東村アキコさんが出演されていた、朝の情報番組「スッキリ」を観た時のことです。

 

「道具じゃねぇんだ」 日テレ森アナしみじみ「道具じゃねえんだ」 6/9(水)

 

「私、今、全ての漫画をMediBangっていうフリーのアプリで(描いている)」

「他の漫画家さんからは『東村、おかしいよお前。プロのソフト使えよ』とか言われるが、別に一緒でしょ」と他の漫画家からの助言にも心は揺らがず。

 

 

これを聞いたとき、先日伺った某私立の進学校(東大合格者が毎年いるような)の副校長がおっしゃっていたことと僕の中でリンクしました。

 

コロナになって、公立高校の教育はしばらく何も対応できなかった。一方、私学は元々ICT教育環境(一人一台のタブレットや電子黒板、全教室Wi-Fi完備など)を整えていたので、すぐに対応できた。

 

この数ヶ月のアドバンテージは、高校3年生にとってもの凄い差になると言われていたが、蓋を開けてみたら全国の公立高校が躍進、私学は負けた。我が校だけじゃない、どこの県も公立は強かった。もちろん、試験内容が変わったことも要因として大きいと思う。

 

いくら道具を用意して、環境を整備しても、あれやこれやとしてあげる教育では、新しい時代に対応できる、自律した生徒を育てることには繋がらないということではないか。ICTは所詮道具に過ぎず、それ自体が効果を上げるというものではないということを痛切に感じた。

 

 

文科省はICTについて、こう言っています。

 

「もはや学校の ICT 環境は、その導入が学習に効果的であるかどうかを議論する段階ではなく、鉛筆やノート等の文房具と同様に教育現場において不可欠なもの」

 

そう、あくまでも道具に過ぎないんですよね。


ですから、鉛筆をシャーペンにしたら、教科書をフルカラーにしたら、学力は上がるか?とか、そういうことではないんですよ。

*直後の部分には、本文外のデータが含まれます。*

//! Key code translation tables for capture layers.
//!
//! The relay itself only ever sees [`KeyboardButton`](crate::KeyboardButton)
//! values; these tables help producers that start from OS key codes.

pub mod windows_vk;

pub use windows_vk::{button_from_raw, vk_to_button};
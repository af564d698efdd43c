//! Heartbeat nonce generator.
//!
//! Every session's heartbeat loop draws from one shared generator, so the RNG
//! sits behind its own mutex.  Nonces fit the signed 32-bit range and are
//! never negative (the session uses `-1` as its "nothing outstanding" marker).

use parking_lot::Mutex;
use rand::rngs::StdRng;
use rand::{Rng, SeedableRng};

#[derive(Debug)]
pub struct NonceSource {
    rng: Mutex<StdRng>,
}

impl NonceSource {
    /// A generator seeded from the operating system.
    pub fn new() -> Self {
        Self {
            rng: Mutex::new(StdRng::from_entropy()),
        }
    }

    /// A deterministic generator, for tests.
    pub fn seeded(seed: u64) -> Self {
        Self {
            rng: Mutex::new(StdRng::seed_from_u64(seed)),
        }
    }

    /// Draws the next nonce in `0..=i32::MAX`.
    pub fn next_nonce(&self) -> i64 {
        self.rng.lock().gen_range(0..=i64::from(i32::MAX))
    }
}

impl Default for NonceSource {
    fn default() -> Self {
        Self::new()
    }
}

#[cfg(test)]
mod tests {
    use super::*;
    use std::sync::Arc;

    #[test]
    fn test_nonces_are_in_range() {
        let source = NonceSource::new();
        for _ in 0..1000 {
            let n = source.next_nonce();
            assert!((0..=i64::from(i32::MAX)).contains(&n));
        }
    }

    #[test]
    fn test_same_seed_gives_same_sequence() {
        let a = NonceSource::seeded(42);
        let b = NonceSource::seeded(42);
        let seq_a: Vec<i64> = (0..5).map(|_| a.next_nonce()).collect();
        let seq_b: Vec<i64> = (0..5).map(|_| b.next_nonce()).collect();
        assert_eq!(seq_a, seq_b);
    }

    #[test]
    fn test_shared_across_threads() {
        let source = Arc::new(NonceSource::seeded(7));
        let handles: Vec<_> = (0..4)
            .map(|_| {
                let source = Arc::clone(&source);
                std::thread::spawn(move || (0..100).map(|_| source.next_nonce()).count())
            })
            .collect();
        let total: usize = handles.into_iter().map(|h| h.join().unwrap()).sum();
        assert_eq!(total, 400);
    }
}
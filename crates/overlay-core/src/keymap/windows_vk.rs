//! Windows virtual-key code to [`KeyboardButton`] translation.
//!
//! Capture layers that only know the raw `(makecode, flags, vkey)` triple use
//! [`button_from_raw`] to find the logical button.  Raw input reports the
//! generic `VK_SHIFT`, `VK_CONTROL` and `VK_MENU` codes rather than their
//! left/right variants, and reuses `VK_RETURN` for the numpad Enter key, so
//! those cases are resolved from the scan code and the `E0` prefix flag.
//!
//! Reference: Windows Virtual-Key Codes (winuser.h), `RAWKEYBOARD` flags.

use crate::domain::buttons::KeyboardButton;
use crate::domain::event::RawKeyboard;

/// `RI_KEY_E0`: the scan code carried the `E0` prefix.
pub const RI_KEY_E0: u16 = 0x02;

const VK_SHIFT: u16 = 0x10;
const VK_CONTROL: u16 = 0x11;
const VK_MENU: u16 = 0x12;
const VK_RETURN: u16 = 0x0D;

/// Scan code of the right Shift key (left Shift is 0x2A).
const MAKECODE_RIGHT_SHIFT: u16 = 0x36;

/// Translates a Windows virtual-key code to a [`KeyboardButton`].
///
/// Returns [`KeyboardButton::None`] for codes with no logical button.  Generic
/// modifier codes map to their left-hand variant; use [`button_from_raw`] when
/// the scan code and flags are available.
pub fn vk_to_button(vk: u8) -> KeyboardButton {
    VK_TO_BUTTON_TABLE[vk as usize]
}

/// Resolves the logical button for a raw keyboard report.
pub fn button_from_raw(raw: RawKeyboard) -> KeyboardButton {
    let extended = raw.flags & RI_KEY_E0 != 0;
    match raw.vkey {
        VK_SHIFT if raw.makecode == MAKECODE_RIGHT_SHIFT => KeyboardButton::RightShift,
        VK_SHIFT => KeyboardButton::LeftShift,
        VK_CONTROL if extended => KeyboardButton::RightControl,
        VK_CONTROL => KeyboardButton::LeftControl,
        VK_MENU if extended => KeyboardButton::RightAlt,
        VK_MENU => KeyboardButton::LeftAlt,
        VK_RETURN if extended => KeyboardButton::NumpadEnter,
        vk => u8::try_from(vk).map(vk_to_button).unwrap_or(KeyboardButton::None),
    }
}

/// VK → button table indexed by VK code (0x00–0xFF).
const VK_TO_BUTTON_TABLE: [KeyboardButton; 256] = {
    use KeyboardButton::*;
    let mut t = [None; 256];

    // ── Letters (VK_A=0x41 … VK_Z=0x5A) ──────────────────────────────────────
    t[0x41] = A;
    t[0x42] = B;
    t[0x43] = C;
    t[0x44] = D;
    t[0x45] = E;
    t[0x46] = F;
    t[0x47] = G;
    t[0x48] = H;
    t[0x49] = I;
    t[0x4A] = J;
    t[0x4B] = K;
    t[0x4C] = L;
    t[0x4D] = M;
    t[0x4E] = N;
    t[0x4F] = O;
    t[0x50] = P;
    t[0x51] = Q;
    t[0x52] = R;
    t[0x53] = S;
    t[0x54] = T;
    t[0x55] = U;
    t[0x56] = V;
    t[0x57] = W;
    t[0x58] = X;
    t[0x59] = Y;
    t[0x5A] = Z;

    // ── Digit row (VK_0=0x30 … VK_9=0x39) ────────────────────────────────────
    t[0x30] = Num0;
    t[0x31] = Num1;
    t[0x32] = Num2;
    t[0x33] = Num3;
    t[0x34] = Num4;
    t[0x35] = Num5;
    t[0x36] = Num6;
    t[0x37] = Num7;
    t[0x38] = Num8;
    t[0x39] = Num9;

    // ── Control keys ─────────────────────────────────────────────────────────
    t[0x0D] = Enter;        // VK_RETURN
    t[0x1B] = Esc;          // VK_ESCAPE
    t[0x08] = Backspace;    // VK_BACK
    t[0x09] = Tab;          // VK_TAB
    t[0x20] = Space;        // VK_SPACE
    t[0x14] = CapsLock;     // VK_CAPITAL
    t[0x91] = ScrollLock;   // VK_SCROLL
    t[0x13] = PauseBreak;   // VK_PAUSE
    t[0x2D] = Insert;       // VK_INSERT
    t[0x24] = Home;         // VK_HOME
    t[0x21] = PageUp;       // VK_PRIOR
    t[0x2E] = Delete;       // VK_DELETE
    t[0x23] = End;          // VK_END
    t[0x22] = PageDown;     // VK_NEXT
    t[0x2C] = PrintScreen;  // VK_SNAPSHOT
    t[0x5D] = Application;  // VK_APPS

    // ── Arrow keys ───────────────────────────────────────────────────────────
    t[0x25] = LeftArrow;
    t[0x26] = UpArrow;
    t[0x27] = RightArrow;
    t[0x28] = DownArrow;

    // ── Function keys (VK_F1=0x70 … VK_F12=0x7B) ─────────────────────────────
    t[0x70] = F1;
    t[0x71] = F2;
    t[0x72] = F3;
    t[0x73] = F4;
    t[0x74] = F5;
    t[0x75] = F6;
    t[0x76] = F7;
    t[0x77] = F8;
    t[0x78] = F9;
    t[0x79] = F10;
    t[0x7A] = F11;
    t[0x7B] = F12;

    // ── Numpad (VK_NUMPAD0=0x60 … VK_NUMPAD9=0x69) ───────────────────────────
    t[0x60] = Numpad0;
    t[0x61] = Numpad1;
    t[0x62] = Numpad2;
    t[0x63] = Numpad3;
    t[0x64] = Numpad4;
    t[0x65] = Numpad5;
    t[0x66] = Numpad6;
    t[0x67] = Numpad7;
    t[0x68] = Numpad8;
    t[0x69] = Numpad9;
    t[0x6A] = NumpadMultiply;   // VK_MULTIPLY
    t[0x6B] = NumpadPlus;       // VK_ADD
    t[0x6D] = NumpadMinus;      // VK_SUBTRACT
    t[0x6E] = NumpadDot;        // VK_DECIMAL
    t[0x6F] = NumpadDivide;     // VK_DIVIDE
    t[0x90] = NumLock;          // VK_NUMLOCK

    // ── Punctuation / symbols ────────────────────────────────────────────────
    t[0xBD] = Minus;        // VK_OEM_MINUS  (- _)
    t[0xBB] = Equals;       // VK_OEM_PLUS   (= +)
    t[0xDB] = OpenBracket;  // VK_OEM_4      ([ {)
    t[0xDD] = CloseBracket; // VK_OEM_6      (] })
    t[0xDC] = Backslash;    // VK_OEM_5      (\ |)
    t[0xBA] = Semicolon;    // VK_OEM_1      (; :)
    t[0xDE] = Quote;        // VK_OEM_7      (' ")
    t[0xC0] = Tilde;        // VK_OEM_3      (` ~)
    t[0xBC] = Comma;        // VK_OEM_COMMA  (, <)
    t[0xBE] = Period;       // VK_OEM_PERIOD (. >)
    t[0xBF] = Slash;        // VK_OEM_2      (/ ?)

    // ── Sided modifiers ──────────────────────────────────────────────────────
    t[0xA2] = LeftControl;  // VK_LCONTROL
    t[0xA3] = RightControl; // VK_RCONTROL
    t[0xA0] = LeftShift;    // VK_LSHIFT
    t[0xA1] = RightShift;   // VK_RSHIFT
    t[0xA4] = LeftAlt;      // VK_LMENU
    t[0xA5] = RightAlt;     // VK_RMENU
    t[0x5B] = LeftWindows;  // VK_LWIN
    t[0x5C] = RightWindows; // VK_RWIN

    // ── Media keys ───────────────────────────────────────────────────────────
    t[0xAD] = Mute;         // VK_VOLUME_MUTE
    t[0xAE] = VolumeDown;   // VK_VOLUME_DOWN
    t[0xAF] = VolumeUp;     // VK_VOLUME_UP
    t[0xB0] = Next;         // VK_MEDIA_NEXT_TRACK
    t[0xB1] = Previous;     // VK_MEDIA_PREV_TRACK
    t[0xB2] = Stop;         // VK_MEDIA_STOP
    t[0xB3] = PlayPause;    // VK_MEDIA_PLAY_PAUSE

    t
};
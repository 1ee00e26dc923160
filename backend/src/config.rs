//! Runtime configuration, read from the environment.
//!
//! A `.env` file in the working directory is honored via `dotenvy`. Every
//! setting has a default, so the server starts with no environment at all.

use std::env;
use std::path::PathBuf;
use std::str::FromStr;
use std::time::Duration;

#[derive(Debug, Clone)]
pub struct AppConfig {
    pub host: String,
    pub port: u16,
    /// SQLite file holding boards, columns, cards and labels.
    pub database_path: PathBuf,
    /// Where uploaded workbooks wait for the worker.
    pub upload_dir: PathBuf,
    pub max_upload_bytes: usize,
    /// Rows persisted per transaction before progress is reported.
    pub chunk_size: usize,
    /// How long finished jobs stay pollable.
    pub job_retention: Duration,
    pub sweep_interval: Duration,
}

impl Default for AppConfig {
    fn default() -> Self {
        Self {
            host: "127.0.0.1".to_string(),
            port: 8080,
            database_path: PathBuf::from("kanban.sqlite"),
            upload_dir: PathBuf::from("uploads/imports"),
            max_upload_bytes: 25 * 1024 * 1024,
            chunk_size: 200,
            job_retention: Duration::from_secs(3600),
            sweep_interval: Duration::from_secs(60),
        }
    }
}

impl AppConfig {
    pub fn from_env() -> Result<Self, String> {
        dotenvy::dotenv().ok();
        Self::from_lookup(|key| env::var(key).ok())
    }

    /// Builds the configuration from an arbitrary key lookup.
    pub fn from_lookup<F>(lookup: F) -> Result<Self, String>
    where
        F: Fn(&str) -> Option<String>,
    {
        let defaults = Self::default();
        let chunk_size = parse_or(&lookup, "IMPORT_CHUNK_SIZE", defaults.chunk_size)?;
        if chunk_size == 0 {
            return Err("IMPORT_CHUNK_SIZE must be greater than zero".to_string());
        }

        Ok(Self {
            host: lookup("HOST").unwrap_or(defaults.host),
            port: parse_or(&lookup, "PORT", defaults.port)?,
            database_path: lookup("DATABASE_PATH")
                .map(PathBuf::from)
                .unwrap_or(defaults.database_path),
            upload_dir: lookup("UPLOAD_DIR")
                .map(PathBuf::from)
                .unwrap_or(defaults.upload_dir),
            max_upload_bytes: parse_or(&lookup, "IMPORT_MAX_UPLOAD_BYTES", defaults.max_upload_bytes)?,
            chunk_size,
            job_retention: Duration::from_secs(parse_or(
                &lookup,
                "IMPORT_JOB_RETENTION_SECS",
                defaults.job_retention.as_secs(),
            )?),
            sweep_interval: Duration::from_secs(parse_or(
                &lookup,
                "IMPORT_SWEEP_INTERVAL_SECS",
                defaults.sweep_interval.as_secs(),
            )?),
        })
    }
}

fn parse_or<F, T>(lookup: &F, key: &str, default: T) -> Result<T, String>
where
    F: Fn(&str) -> Option<String>,
    T: FromStr,
    T::Err: std::fmt::Display,
{
    match lookup(key) {
        Some(raw) => raw
            .trim()
            .parse()
            .map_err(|e| format!("{} has an invalid value '{}': {}", key, raw, e)),
        None => Ok(default),
    }
}

#[cfg(test)]
mod tests {
    use super::*;
    use std::collections::HashMap;

    #[test]
    fn empty_environment_yields_defaults() {
        let config = AppConfig::from_lookup(|_| None).unwrap();
        assert_eq!(config.port, 8080);
        assert_eq!(config.chunk_size, 200);
        assert_eq!(config.max_upload_bytes, 25 * 1024 * 1024);
        assert_eq!(config.job_retention, Duration::from_secs(3600));
    }

    #[test]
    fn overrides_are_parsed() {
        let vars: HashMap<&str, &str> = [
            ("PORT", "9000"),
            ("IMPORT_CHUNK_SIZE", "50"),
            ("IMPORT_JOB_RETENTION_SECS", "10"),
            ("DATABASE_PATH", "/tmp/board.sqlite"),
        ]
        .into_iter()
        .collect();
        let config = AppConfig::from_lookup(|k| vars.get(k).map(|v| v.to_string())).unwrap();
        assert_eq!(config.port, 9000);
        assert_eq!(config.chunk_size, 50);
        assert_eq!(config.job_retention, Duration::from_secs(10));
        assert_eq!(config.database_path, PathBuf::from("/tmp/board.sqlite"));
    }

    #[test]
    fn malformed_values_are_rejected() {
        let err = AppConfig::from_lookup(|k| (k == "PORT").then(|| "eighty".to_string()))
            .unwrap_err();
        assert!(err.contains("PORT"));

        assert!(
            AppConfig::from_lookup(|k| (k == "IMPORT_CHUNK_SIZE").then(|| "0".to_string()))
                .is_err()
        );
    }
}
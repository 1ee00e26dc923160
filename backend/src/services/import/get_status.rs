use crate::error::ApiError;
use crate::job_controller::manager::ImportJobManager;
use actix_web::{web, HttpResponse};

pub(crate) async fn process(
    job_id: web::Path<String>,
    manager: web::Data<ImportJobManager>,
) -> Result<HttpResponse, ApiError> {
    let job_id = job_id.into_inner();
    match manager.get_job(&job_id) {
        Some(status) => Ok(HttpResponse::Ok().json(status.to_response())),
        None => Err(ApiError::NotFound(format!("import job {} not found", job_id))),
    }
}
use serde::Deserialize;

#[derive(Deserialize, Default)]
/// Query parameters of the board import endpoint.
/// `mode` is parsed into `ImportMode`; absent means merge.
pub struct ImportRequest {
    pub mode: Option<String>,
}
//! Wire types for the bulk board import job.
//!
//! These are the shapes returned by the backend when an import is started
//! (`ImportJobStartResponse`) and when a client polls for its progress
//! (`ImportJobStatusResponse`). Field names serialize as camelCase so the
//! browser client can consume them unchanged.

use chrono::{DateTime, Utc};
use serde::{Deserialize, Serialize};
use std::fmt;
use std::str::FromStr;

/// Lifecycle state of an import job.
///
/// A job only ever moves forward: `Pending -> InProgress -> Completed | Failed`.
#[derive(Clone, Copy, Debug, PartialEq, Eq, Serialize, Deserialize)]
#[serde(rename_all = "SCREAMING_SNAKE_CASE")]
pub enum ImportJobState {
    Pending,
    InProgress,
    Completed,
    Failed,
}

impl ImportJobState {
    /// `Completed` and `Failed` accept no further mutation.
    pub fn is_terminal(self) -> bool {
        matches!(self, ImportJobState::Completed | ImportJobState::Failed)
    }
}

impl fmt::Display for ImportJobState {
    fn fmt(&self, f: &mut fmt::Formatter<'_>) -> fmt::Result {
        let name = match self {
            ImportJobState::Pending => "PENDING",
            ImportJobState::InProgress => "IN_PROGRESS",
            ImportJobState::Completed => "COMPLETED",
            ImportJobState::Failed => "FAILED",
        };
        f.write_str(name)
    }
}

/// How imported rows are reconciled with the board's existing content.
#[derive(Clone, Copy, Debug, Default, PartialEq, Eq, Serialize, Deserialize)]
#[serde(rename_all = "SCREAMING_SNAKE_CASE")]
pub enum ImportMode {
    /// Upsert cards into the existing columns, leaving other cards alone.
    #[default]
    Merge,
    /// Archive the existing cards of every column the import touches.
    Overwrite,
}

impl fmt::Display for ImportMode {
    fn fmt(&self, f: &mut fmt::Formatter<'_>) -> fmt::Result {
        match self {
            ImportMode::Merge => f.write_str("MERGE"),
            ImportMode::Overwrite => f.write_str("OVERWRITE"),
        }
    }
}

/// Returned when a request names an import mode outside the closed set.
#[derive(Debug, Clone, PartialEq, Eq)]
pub struct UnknownImportMode(pub String);

impl fmt::Display for UnknownImportMode {
    fn fmt(&self, f: &mut fmt::Formatter<'_>) -> fmt::Result {
        write!(f, "unknown import mode '{}'", self.0)
    }
}

impl std::error::Error for UnknownImportMode {}

impl FromStr for ImportMode {
    type Err = UnknownImportMode;

    fn from_str(value: &str) -> Result<Self, Self::Err> {
        match value.trim().to_ascii_lowercase().as_str() {
            "" | "merge" => Ok(ImportMode::Merge),
            "overwrite" | "replace" => Ok(ImportMode::Overwrite),
            _ => Err(UnknownImportMode(value.to_string())),
        }
    }
}

/// A single spreadsheet row that could not be imported.
///
/// `row_index` is the 1-based row number as shown by spreadsheet software,
/// so the header is row 1 and the first data row is row 2.
#[derive(Clone, Debug, PartialEq, Eq, Serialize, Deserialize)]
pub struct ImportRowError {
    #[serde(rename = "rowNumber")]
    pub row_index: u32,
    #[serde(rename = "message")]
    pub reason: String,
}

impl ImportRowError {
    pub fn new(row_index: u32, reason: impl Into<String>) -> Self {
        Self {
            row_index,
            reason: reason.into(),
        }
    }
}

/// Body of the `202 Accepted` response to an import upload.
#[derive(Clone, Debug, Serialize, Deserialize)]
#[serde(rename_all = "camelCase")]
pub struct ImportJobStartResponse {
    pub job_id: String,
    pub state: ImportJobState,
    pub mode: ImportMode,
    pub filename: Option<String>,
}

/// Point-in-time view of an import job, as served to polling clients.
#[derive(Clone, Debug, Serialize, Deserialize)]
#[serde(rename_all = "camelCase")]
pub struct ImportJobStatusResponse {
    pub job_id: String,
    pub workspace_id: i64,
    pub board_id: i64,
    pub mode: ImportMode,
    pub state: ImportJobState,
    pub total_rows: u32,
    pub processed_rows: u32,
    pub success_count: u32,
    pub failure_count: u32,
    pub progress_percent: u32,
    pub errors: Vec<ImportRowError>,
    pub message: Option<String>,
    pub started_at: Option<DateTime<Utc>>,
    pub finished_at: Option<DateTime<Utc>>,
}

/// Percentage of rows processed, capped at 100.
///
/// A job whose workbook turned out to be empty reports 100 once completed.
pub fn progress_percent(state: ImportJobState, processed_rows: u32, total_rows: u32) -> u32 {
    if total_rows == 0 {
        return if state == ImportJobState::Completed { 100 } else { 0 };
    }
    let percent = u64::from(processed_rows) * 100 / u64::from(total_rows);
    percent.min(100) as u32
}
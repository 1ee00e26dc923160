pub mod jobs;
pub mod requests;
//! Background tasks that observe the import job registry.
//!
//! - `JobUpdate`: the message broadcast by `ImportJobManager` whenever a job
//!   changes state or reports progress.
//! - `start_job_logger`: a long-running task that listens for `JobUpdate`
//!   messages and writes lifecycle transitions to the log.
//! - `start_retention_sweeper`: a long-running task that periodically evicts
//!   finished jobs once their retention window has passed.
//!
//! Both tasks are spawned from `main.rs`.

use super::manager::ImportJobManager;
use super::status::ImportJobStatus;
use chrono::Utc;
use common::jobs::ImportJobState;
use log::{debug, info, warn};
use std::time::Duration;
use tokio::sync::broadcast::{self, error::RecvError};

/// A snapshot of a job taken right after it changed.
#[derive(Clone, Debug)]
pub struct JobUpdate {
    /// The unique identifier of the job being updated.
    pub job_id: String,
    /// The job as it was immediately after the change.
    pub status: ImportJobStatus,
}

/// Logs each update received on `rx` until the registry is dropped.
///
/// A lagging receiver skips the missed updates and carries on.
pub async fn start_job_logger(mut rx: broadcast::Receiver<JobUpdate>) {
    loop {
        match rx.recv().await {
            Ok(update) => log_update(&update),
            Err(RecvError::Lagged(skipped)) => {
                warn!("import job logger skipped {} updates", skipped);
            }
            Err(RecvError::Closed) => break,
        }
    }
}

fn log_update(update: &JobUpdate) {
    let status = &update.status;
    match status.state {
        ImportJobState::Pending => info!(
            "import job {} queued for board {} ({} mode)",
            update.job_id, status.board_id, status.mode
        ),
        ImportJobState::InProgress => debug!(
            "import job {}: {}/{} rows ({} ok, {} failed)",
            update.job_id,
            status.processed_rows,
            status.total_rows,
            status.success_count,
            status.failure_count
        ),
        ImportJobState::Completed => info!(
            "import job {} completed: {} ok, {} failed",
            update.job_id, status.success_count, status.failure_count
        ),
        ImportJobState::Failed => warn!(
            "import job {} failed: {}",
            update.job_id,
            status.message.as_deref().unwrap_or("")
        ),
    }
}

/// Evicts expired jobs from `manager` every `interval`.
pub async fn start_retention_sweeper(
    manager: ImportJobManager,
    retention: Duration,
    interval: Duration,
) {
    let retention = match chrono::Duration::from_std(retention) {
        Ok(retention) => retention,
        Err(e) => {
            warn!("import job retention out of range, eviction disabled: {}", e);
            return;
        }
    };
    let mut ticker = tokio::time::interval(interval);
    loop {
        ticker.tick().await;
        let evicted = manager.purge_expired(retention, Utc::now());
        if evicted > 0 {
            info!("evicted {} finished import jobs", evicted);
        }
    }
}

#[cfg(test)]
mod tests {
    use super::*;
    use common::jobs::ImportMode;

    #[tokio::test]
    async fn logger_stops_when_registry_is_dropped() {
        let manager = ImportJobManager::new();
        let logger = tokio::spawn(start_job_logger(manager.subscribe()));

        let job = manager.create_job(1, 2, ImportMode::Merge, None);
        manager.mark_in_progress(&job.job_id, 0).unwrap();
        manager.mark_completed(&job.job_id, "done").unwrap();
        drop(manager);

        tokio::time::timeout(Duration::from_secs(5), logger)
            .await
            .expect("logger should exit once the sender is gone")
            .unwrap();
    }

    #[tokio::test(start_paused = true)]
    async fn sweeper_evicts_finished_jobs() {
        let manager = ImportJobManager::new();
        let job = manager.create_job(1, 2, ImportMode::Overwrite, None);
        manager.mark_in_progress(&job.job_id, 0).unwrap();
        manager.mark_failed(&job.job_id, "unreadable").unwrap();

        let sweeper = tokio::spawn(start_retention_sweeper(
            manager.clone(),
            Duration::ZERO,
            Duration::from_secs(60),
        ));
        tokio::time::sleep(Duration::from_secs(61)).await;
        sweeper.abort();

        assert!(manager.get_job(&job.job_id).is_none());
    }
}
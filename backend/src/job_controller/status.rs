use chrono::{DateTime, Utc};
use common::jobs::{
    progress_percent, ImportJobState, ImportJobStatusResponse, ImportMode, ImportRowError,
};

/// The registry's record of one import job.
///
/// Values of this type handed out by `ImportJobManager` are owned copies:
/// changing one has no effect on the registry, and holding one never blocks
/// the worker.
#[derive(Clone, Debug, PartialEq)]
pub struct ImportJobStatus {
    pub job_id: String,
    pub workspace_id: i64,
    pub board_id: i64,
    pub mode: ImportMode,
    /// Name of the uploaded file, kept for diagnostics only.
    pub filename: Option<String>,
    pub state: ImportJobState,
    /// Zero until the worker has sized the workbook.
    pub total_rows: u32,
    pub processed_rows: u32,
    pub success_count: u32,
    pub failure_count: u32,
    pub errors: Vec<ImportRowError>,
    pub message: Option<String>,
    pub started_at: Option<DateTime<Utc>>,
    pub finished_at: Option<DateTime<Utc>>,
}

impl ImportJobStatus {
    pub(crate) fn pending(
        job_id: String,
        workspace_id: i64,
        board_id: i64,
        mode: ImportMode,
        filename: Option<String>,
    ) -> Self {
        Self {
            job_id,
            workspace_id,
            board_id,
            mode,
            filename,
            state: ImportJobState::Pending,
            total_rows: 0,
            processed_rows: 0,
            success_count: 0,
            failure_count: 0,
            errors: Vec::new(),
            message: None,
            started_at: None,
            finished_at: None,
        }
    }

    pub fn progress_percent(&self) -> u32 {
        progress_percent(self.state, self.processed_rows, self.total_rows)
    }

    pub fn to_response(&self) -> ImportJobStatusResponse {
        ImportJobStatusResponse {
            job_id: self.job_id.clone(),
            workspace_id: self.workspace_id,
            board_id: self.board_id,
            mode: self.mode,
            state: self.state,
            total_rows: self.total_rows,
            processed_rows: self.processed_rows,
            success_count: self.success_count,
            failure_count: self.failure_count,
            progress_percent: self.progress_percent(),
            errors: self.errors.clone(),
            message: self.message.clone(),
            started_at: self.started_at,
            finished_at: self.finished_at,
        }
    }
}
pub mod import;
//! Error types for the Megaport provider

use thiserror::Error;
use xconnect_core::{ProviderError, ResourceId};

/// Errors raised while reconciling a connection against the Megaport API
#[derive(Debug, Error)]
pub enum MegaportError {
    /// Provider configuration is unusable
    #[error("configuration error: {0}")]
    Config(String),

    /// A required declared attribute is missing
    #[error("missing required attribute '{0}'")]
    MissingAttribute(String),

    /// A declared attribute has the wrong type or an out-of-range value
    #[error("invalid attribute '{attribute}': {message}")]
    InvalidAttribute { attribute: String, message: String },

    /// The partner connection type has no config builder
    #[error("unsupported connection type '{0}'")]
    UnsupportedConnectionType(String),

    /// The resource type is not handled by this provider
    #[error("unsupported resource type '{0}'")]
    UnsupportedResourceType(String),

    /// The remote API rejected the order during the dry-run validation
    #[error("order rejected by validation (HTTP {status}): {body}")]
    Validation { status: u16, body: String },

    /// Non-success response from the remote API
    #[error("remote API error (HTTP {status}): {body}")]
    Remote { status: u16, body: String },

    /// The remote object does not exist
    #[error("{0} not found")]
    NotFound(String),

    /// The order response did not carry the identifier of the new connection
    #[error("order response did not contain a service identifier")]
    MissingIdentifier,

    /// The order was placed but the connection could not be read back.
    /// A remote object exists under `identifier` that the caller may not
    /// have recorded.
    #[error("connection {identifier} was ordered but could not be read back: {source}")]
    PartialFailure {
        identifier: String,
        #[source]
        source: Box<MegaportError>,
    },

    /// Request could not be sent or the response could not be received
    #[error("transport error: {0}")]
    Transport(#[from] reqwest::Error),

    /// Response body did not match the expected shape
    #[error("failed to decode {context}: {source}")]
    Decode {
        context: String,
        #[source]
        source: serde_json::Error,
    },
}

impl MegaportError {
    pub fn invalid(attribute: impl Into<String>, message: impl Into<String>) -> Self {
        Self::InvalidAttribute {
            attribute: attribute.into(),
            message: message.into(),
        }
    }

    pub fn is_not_found(&self) -> bool {
        matches!(self, Self::NotFound(_))
    }

    /// Wrap into the host-facing error, keeping this error as the cause
    pub fn into_provider_error(self, id: &ResourceId) -> ProviderError {
        ProviderError::new(self.to_string())
            .for_resource(id.clone())
            .with_cause(self)
    }
}

/// Result type for Megaport operations
pub type MegaportResult<T> = Result<T, MegaportError>;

過去の例を用いるなら、教科書が白黒の手書きのイラストだった理科の教科書がフルカラーの写真になった、というような、もちろん劇的な変化ではありますが、そういった道具の進化の一つであって、それだけで学習効果が上がるというようなものではないんです。

 

 

ICT教育によって学力が上がるという研究結果はほとんどありません。 東京大学名誉教授 佐藤学

 

 

「情報や知識の獲得には有効だが、その知識や情報を活用する深い思考や探究的な学びにはつながるものではない」

 

言われてみればそうですよね。インターネットが普及して、知識を獲得するために必要であった時間が短縮されました。しかし、人類全体の思考力が高まったかといえば、高まった人もいれば、むしろ考えなくなってしまった人もいることでしょう。

 

地図検索アプリや交通情報アプリができて便利になりました。検索すれば最短のルートが示されます。

 

一方で、20代から30代前半を東京で過ごし、それ以降を北海道で過ごした75歳になる父は、今も頭の中に地図があるようで、上京すれば、「○○駅から○○駅なら歩いた方が早い」とか、「△△駅なら××線に乗って、□□駅で乗り換えた方がいい」など即答できます。

 

首都圏在住25年を超える自分はいまだわかりません。だってアプリで検索してしまうのですから。

 

得た結果だけではなく、それを修得する過程で育成されるものってあると思うんですよね。そして、それがこれから求められる『知識や情報を活用する深い思考』や『探求的な学び』だとするなら、極めて人間的でおもしろい。

 

「環境は保護していく。しかし、経済的な発展は進めていく。」たとえば、こういった両方を為し得そうにもない状況を前にしてもあきらめない。バランスをとりながらわずかでも前へ前へと進めていく。それが人間が持つ知の力だと思います。

 

容易に情報を手に入れられることで得られた時間で何をするか。そこで何もしなければ、その空き時間で寝たり、ゲームをしたりでは、それは退化です。

 

自分が大学生の頃は、文献や情報を探しに、国会図書館に行っていました。なかなか見つからないので教授にアドバイスをもらいながら、様々な文献に当たったものです。しかし、今はきっとそうではないのでしょう。僕が見つけ出すまでに費やしたあの時間、無駄に見えるでしょうね。きっと一瞬で求める文献に到達するのでしょう。

 

で、浮いた時間をどうするか。もし何もしなかったなら、きっと当時の僕らより退化しているでしょう。

 

ICT教育はまだ始まったばかりです。右へ左へと振り子のように揺らぎながら前へ進めていきましょう。